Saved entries
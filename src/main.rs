//! projtrack main entrypoint.

use projtrack::run;

fn main() {
    println!();
    if let Err(e) = run() {
        eprintln!("Error: {}", e);
        std::process::exit(1);
    }
}
use crate::errors::AppResult;
use rusqlite::Connection;

/// Initialize the storage schema.
/// The `kv` table carries the persisted slots (`table-data`,
/// `last-reset-date`, `auth-users`); `log` is the internal audit trail.
pub fn init_store(conn: &Connection) -> AppResult<()> {
    conn.execute_batch(
        r#"
        CREATE TABLE IF NOT EXISTS kv (
            key   TEXT PRIMARY KEY,
            value TEXT NOT NULL
        );

        CREATE TABLE IF NOT EXISTS log (
            id        INTEGER PRIMARY KEY AUTOINCREMENT,
            date      TEXT NOT NULL,
            operation TEXT NOT NULL,
            target    TEXT DEFAULT '',
            message   TEXT NOT NULL
        );
        "#,
    )?;
    Ok(())
}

* _TASK OBJECTIVE_
Give back the data above exactly as it appears.

* _WRITTEN ANSWER_
filename src/main.rs
//! projtrack main entrypoint.

use projtrack::run;

fn main() {
    println!();
    if let Err(e) = run() {
        eprintln!("Error: {}", e);
        std::process::exit(1);
    }
}
use crate::errors::AppResult;
use rusqlite::Connection;

/// Initialize the storage schema.
/// The `kv` table carries the persisted slots (`table-data`,
/// `last-reset-date`, `auth-users`); `log` is the internal audit trail.
pub fn init_store(conn: &Connection) -> AppResult<()> {
    conn.execute_batch(
        r#"
        CREATE TABLE IF NOT EXISTS kv (
            key   TEXT PRIMARY KEY,
            value TEXT NOT NULL
        );

        CREATE TABLE IF NOT EXISTS log (
            id        INTEGER PRIMARY KEY AUTOINCREMENT,
            date      TEXT NOT NULL,
            operation TEXT NOT NULL,
            target    TEXT DEFAULT '',
            message   TEXT NOT NULL
        );
        "#,
    )?;
    Ok(())
}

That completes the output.